_RECORDS FOR THE TASK_:
-- -- --

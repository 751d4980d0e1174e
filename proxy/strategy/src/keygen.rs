// Copyright 2022 SphereEx Authors
//
// Licensed under the Apache License, Version 2.0 (the "License");
// you may not use this file except in compliance with the License.
// You may obtain a copy of the License at
//
//     http://www.apache.org/licenses/LICENSE-2.0
//
// Unless required by applicable law or agreed to in writing, software
// distributed under the License is distributed on an "AS IS" BASIS,
// WITHOUT WARRANTIES OR CONDITIONS OF ANY KIND, either express or implied.
// See the License for the specific language governing permissions and
// limitations under the License.

use std::{collections::HashMap, fmt, sync::Arc};

use chrono::Utc;
use parking_lot::Mutex;
use serde::{Deserialize, Serialize};
use sharding_error::error::ConfigurationError;
use tracing::debug;

use crate::value::Value;

/// 2016-11-01T00:00:00Z in milliseconds.
pub const SNOWFLAKE_EPOCH: i64 = 1477929600000;

const WORKER_ID_BITS: u32 = 10;
const SEQUENCE_BITS: u32 = 12;
const SEQUENCE_MASK: i64 = (1 << SEQUENCE_BITS) - 1;
const TIMESTAMP_SHIFT: u32 = WORKER_ID_BITS + SEQUENCE_BITS;

pub const MAX_WORKER_ID: i64 = 1 << WORKER_ID_BITS;

#[derive(Debug, Serialize, Deserialize, Clone, Copy, PartialEq, Eq, Hash)]
#[serde(rename_all = "snake_case")]
pub enum KeyGeneratorType {
    Snowflake,
    Increment,
}

impl Default for KeyGeneratorType {
    fn default() -> Self {
        KeyGeneratorType::Snowflake
    }
}

pub trait KeyGenerator: Send + Sync {
    fn next(&self, logic_table: &str) -> Value;
}

pub fn build_key_generator(
    kind: KeyGeneratorType,
    worker_id: i64,
) -> Result<Arc<dyn KeyGenerator>, ConfigurationError> {
    let generator: Arc<dyn KeyGenerator> = match kind {
        KeyGeneratorType::Snowflake => Arc::new(SnowflakeKeyGenerator::new(worker_id)?),
        KeyGeneratorType::Increment => Arc::new(IncrementKeyGenerator::default()),
    };
    Ok(generator)
}

/// Generators handed out to every rule snapshot built from one registry. A
/// reload reuses them, so counters and sequences carry over.
#[derive(Default)]
pub struct KeyGenerators {
    generators: Mutex<HashMap<(KeyGeneratorType, i64), Arc<dyn KeyGenerator>>>,
}

impl KeyGenerators {
    pub fn new() -> Self {
        KeyGenerators::default()
    }

    pub fn get_or_build(
        &self,
        kind: KeyGeneratorType,
        worker_id: i64,
    ) -> Result<Arc<dyn KeyGenerator>, ConfigurationError> {
        // Increment counters do not depend on the worker id.
        let key = match kind {
            KeyGeneratorType::Snowflake => (kind, worker_id),
            KeyGeneratorType::Increment => (kind, 0),
        };

        let mut generators = self.generators.lock();
        if let Some(generator) = generators.get(&key) {
            return Ok(generator.clone());
        }

        let generator = build_key_generator(kind, worker_id)?;
        generators.insert(key, generator.clone());
        Ok(generator)
    }
}

impl fmt::Debug for KeyGenerators {
    fn fmt(&self, f: &mut fmt::Formatter<'_>) -> fmt::Result {
        let generators = self.generators.lock();
        f.debug_struct("KeyGenerators").field("kinds", &generators.keys().collect::<Vec<_>>()).finish()
    }
}

#[derive(Debug, Default)]
struct SnowflakeState {
    last_ms: i64,
    sequence: i64,
}

/// 41 bits of milliseconds since [`SNOWFLAKE_EPOCH`], 10 bits of worker id and
/// a 12 bits sequence. Keys are unique across tables.
#[derive(Debug)]
pub struct SnowflakeKeyGenerator {
    worker_id: i64,
    state: Mutex<SnowflakeState>,
    clock: fn() -> i64,
}

fn now_millis() -> i64 {
    Utc::now().timestamp_millis()
}

impl SnowflakeKeyGenerator {
    pub fn new(worker_id: i64) -> Result<Self, ConfigurationError> {
        Self::with_clock(worker_id, now_millis)
    }

    fn with_clock(worker_id: i64, clock: fn() -> i64) -> Result<Self, ConfigurationError> {
        if !(0..MAX_WORKER_ID).contains(&worker_id) {
            return Err(ConfigurationError::InvalidWorkerId(worker_id));
        }

        Ok(SnowflakeKeyGenerator { worker_id, state: Mutex::new(SnowflakeState::default()), clock })
    }

    pub fn worker_id(&self) -> i64 {
        self.worker_id
    }

    fn next_id(&self) -> i64 {
        let mut state = self.state.lock();
        let mut now = (self.clock)();

        if now < state.last_ms {
            debug!(last = state.last_ms, now, "clock moved backwards, reuse last timestamp");
            now = state.last_ms;
        }

        if now == state.last_ms {
            state.sequence = (state.sequence + 1) & SEQUENCE_MASK;
            if state.sequence == 0 {
                now = self.wait_next_millis(state.last_ms);
            }
        } else {
            state.sequence = 0;
        }
        state.last_ms = now;

        ((now - SNOWFLAKE_EPOCH) << TIMESTAMP_SHIFT) | (self.worker_id << SEQUENCE_BITS) | state.sequence
    }

    // A regressed clock would spin for the whole regression, step the logical
    // time instead.
    fn wait_next_millis(&self, last_ms: i64) -> i64 {
        let mut now = (self.clock)();
        if now < last_ms {
            return last_ms + 1;
        }
        while now <= last_ms {
            std::hint::spin_loop();
            now = (self.clock)();
        }
        now
    }
}

impl KeyGenerator for SnowflakeKeyGenerator {
    fn next(&self, _logic_table: &str) -> Value {
        Value::Int(self.next_id())
    }
}

/// Per table counter starting at 1.
#[derive(Debug, Default)]
pub struct IncrementKeyGenerator {
    counters: Mutex<HashMap<String, i64>>,
}

impl KeyGenerator for IncrementKeyGenerator {
    fn next(&self, logic_table: &str) -> Value {
        let mut counters = self.counters.lock();
        let counter = counters.entry(logic_table.to_ascii_lowercase()).or_insert(0);
        *counter += 1;
        Value::Int(*counter)
    }
}

#[cfg(test)]
mod test {
    use std::{collections::HashSet, thread};

    use super::*;

    #[test]
    fn test_snowflake_layout() {
        fn fixed() -> i64 {
            SNOWFLAKE_EPOCH + 1
        }

        let generator = SnowflakeKeyGenerator::with_clock(3, fixed).unwrap();
        let first = generator.next_id();
        assert_eq!(first >> TIMESTAMP_SHIFT, 1);
        assert_eq!((first >> SEQUENCE_BITS) & (MAX_WORKER_ID - 1), 3);
        assert_eq!(first & SEQUENCE_MASK, 0);

        let second = generator.next_id();
        assert_eq!(second & SEQUENCE_MASK, 1);
    }

    #[test]
    fn test_snowflake_clock_regression() {
        fn backwards() -> i64 {
            SNOWFLAKE_EPOCH
        }

        let generator = SnowflakeKeyGenerator::with_clock(0, backwards).unwrap();
        generator.state.lock().last_ms = SNOWFLAKE_EPOCH + 10;
        let id = generator.next_id();
        assert_eq!(id >> TIMESTAMP_SHIFT, 10);
    }

    #[test]
    fn test_snowflake_sequence_exhausted() {
        fn fixed() -> i64 {
            SNOWFLAKE_EPOCH + 5
        }

        let generator = SnowflakeKeyGenerator::with_clock(0, fixed).unwrap();
        generator.state.lock().last_ms = SNOWFLAKE_EPOCH + 6;
        generator.state.lock().sequence = SEQUENCE_MASK;
        let id = generator.next_id();
        assert_eq!(id >> TIMESTAMP_SHIFT, 7);
        assert_eq!(id & SEQUENCE_MASK, 0);
    }

    #[test]
    fn test_invalid_worker_id() {
        assert!(matches!(SnowflakeKeyGenerator::new(1024), Err(ConfigurationError::InvalidWorkerId(1024))));
        assert!(matches!(SnowflakeKeyGenerator::new(-1), Err(ConfigurationError::InvalidWorkerId(-1))));
    }

    #[test]
    fn test_concurrent_keys_are_distinct() {
        let generator = build_key_generator(KeyGeneratorType::Snowflake, 1).unwrap();
        let handles = (0..8)
            .map(|_| {
                let generator = generator.clone();
                thread::spawn(move || (0..1000).map(|_| generator.next("t_order")).collect::<Vec<_>>())
            })
            .collect::<Vec<_>>();

        let mut seen = HashSet::new();
        for handle in handles {
            for key in handle.join().unwrap() {
                if let Value::Int(key) = key {
                    assert!(seen.insert(key));
                }
            }
        }
        assert_eq!(seen.len(), 8000);
    }

    #[test]
    fn test_key_generators_reused() {
        let generators = KeyGenerators::new();
        let a = generators.get_or_build(KeyGeneratorType::Increment, 1).unwrap();
        let b = generators.get_or_build(KeyGeneratorType::Increment, 2).unwrap();
        assert!(Arc::ptr_eq(&a, &b));

        let c = generators.get_or_build(KeyGeneratorType::Snowflake, 1).unwrap();
        let d = generators.get_or_build(KeyGeneratorType::Snowflake, 2).unwrap();
        assert!(!Arc::ptr_eq(&c, &d));
        assert!(matches!(
            generators.get_or_build(KeyGeneratorType::Snowflake, MAX_WORKER_ID),
            Err(ConfigurationError::InvalidWorkerId(_))
        ));
    }

    #[test]
    fn test_increment_per_table() {
        let generator = IncrementKeyGenerator::default();
        assert_eq!(generator.next("t_order"), Value::Int(1));
        assert_eq!(generator.next("t_order"), Value::Int(2));
        assert_eq!(generator.next("T_USER"), Value::Int(1));
    }
}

-- -- --

_ASSIGNMENT_: Transcribe the opening lines of the listing exactly, please. Stop after the line that contains "express or implied.".

_COMPLETED EXERCISE_:
repository 751d4980d0e1174e
filename proxy/strategy/src/keygen.rs
// Copyright 2022 SphereEx Authors
//
// Licensed under the Apache License, Version 2.0 (the "License");
// you may not use this file except in compliance with the License.
// You may obtain a copy of the License at
//
//     http://www.apache.org/licenses/LICENSE-2.0
//
// Unless required by applicable law or agreed to in writing, software
// distributed under the License is distributed on an "AS IS" BASIS,
// WITHOUT WARRANTIES OR CONDITIONS OF ANY KIND, either express or implied.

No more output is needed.